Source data
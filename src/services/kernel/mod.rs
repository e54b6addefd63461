//! The actor kernel: event loop, state machines, role handlers, recovery.

pub mod actor;
pub mod authority;
pub mod broker;
pub mod events;
pub mod orchestrator;
pub mod recovery;
pub mod wrapper;

pub use actor::{Actor, ActorHandle};
pub use events::ActorEvent;
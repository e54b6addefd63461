//! Domain models
//!
//! Pure entities of the leasing protocol: identifiers, identities, terms,
//! slices, resource sets, reservations, delegations, units, and the logical
//! message set.

pub mod auth;
pub mod clock;
pub mod config;
pub mod delegation;
pub mod id;
pub mod message;
pub mod notice;
pub mod reservation;
pub mod resource_set;
pub mod slice;
pub mod term;
pub mod unit;

pub use auth::AuthToken;
pub use clock::ActorClock;
pub use config::{ActorConfig, ActorRole, Config, DatabaseConfig, LoggingConfig, RpcConfig, TimeConfig};
pub use delegation::{Delegation, DelegationState};
pub use id::{Id, ResourceType};
pub use message::{
    DelegationWire, FailedRpcInfo, FailureKind, ReservationWire, RpcEnvelope, RpcKind, RpcPayload,
    UpdateData,
};
pub use notice::Notice;
pub use reservation::{
    PendingState, Reservation, ReservationCategory, ReservationSet, ReservationState, Sequences,
};
pub use resource_set::{ConcreteSet, ResourceSet, Ticket};
pub use slice::{Slice, SliceKind};
pub use term::Term;
pub use unit::{ConfigAction, Unit, UnitSet, UnitState};
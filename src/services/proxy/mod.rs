//! Peer proxies: how one actor reaches another.
//!
//! Two transports, selected at proxy construction: local (in-process event
//! post, no serialization) and remote (serialized onto a named transport
//! topic). Kernel and policy code only ever see the [`Proxy`] interface.

pub mod local;
pub mod remote;

use async_trait::async_trait;

use crate::domain::errors::LatticeResult;
use crate::domain::models::RpcEnvelope;

pub use local::LocalProxy;
pub use remote::{spawn_consumer, RemoteProxy};

/// Transport selector recorded in the proxy registry.
#[derive(Debug, Clone, Copy, PartialEq, Eq, Hash)]
pub enum ProxyType {
    /// In-process dispatch for actors in the same container.
    Local,
    /// Asynchronous message transport (kafka in production).
    Remote,
}

/// A reachable peer.
#[async_trait]
pub trait Proxy: Send + Sync {
    fn proxy_type(&self) -> ProxyType;

    /// Name of the peer this proxy reaches.
    fn target(&self) -> &str;

    /// Hand the prepared request to the transport.
    async fn execute(&self, envelope: RpcEnvelope) -> LatticeResult<()>;
}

WHAT IS REQUIRED ▸ The first line of the entries above marks where to begin; repeat each line exactly through the one that contains "filename src/services/proxy/mod.rs", and include that line.

RESPONSE TO THE TASK ▸
filename src/services/kernel/mod.rs
repository e54b6addefd63461
//! The actor kernel: event loop, state machines, role handlers, recovery.

pub mod actor;
pub mod authority;
pub mod broker;
pub mod events;
pub mod orchestrator;
pub mod recovery;
pub mod wrapper;

pub use actor::{Actor, ActorHandle};
pub use events::ActorEvent;
repository e54b6addefd63461
//! Domain models
//!
//! Pure entities of the leasing protocol: identifiers, identities, terms,
//! slices, resource sets, reservations, delegations, units, and the logical
//! message set.

pub mod auth;
pub mod clock;
pub mod config;
pub mod delegation;
pub mod id;
pub mod message;
pub mod notice;
pub mod reservation;
pub mod resource_set;
pub mod slice;
pub mod term;
pub mod unit;

pub use auth::AuthToken;
pub use clock::ActorClock;
pub use config::{ActorConfig, ActorRole, Config, DatabaseConfig, LoggingConfig, RpcConfig, TimeConfig};
pub use delegation::{Delegation, DelegationState};
pub use id::{Id, ResourceType};
pub use message::{
    DelegationWire, FailedRpcInfo, FailureKind, ReservationWire, RpcEnvelope, RpcKind, RpcPayload,
    UpdateData,
};
pub use notice::Notice;
pub use reservation::{
    PendingState, Reservation, ReservationCategory, ReservationSet, ReservationState, Sequences,
};
pub use resource_set::{ConcreteSet, ResourceSet, Ticket};
pub use slice::{Slice, SliceKind};
pub use term::Term;
pub use unit::{ConfigAction, Unit, UnitSet, UnitState};
filename src/services/proxy/mod.rs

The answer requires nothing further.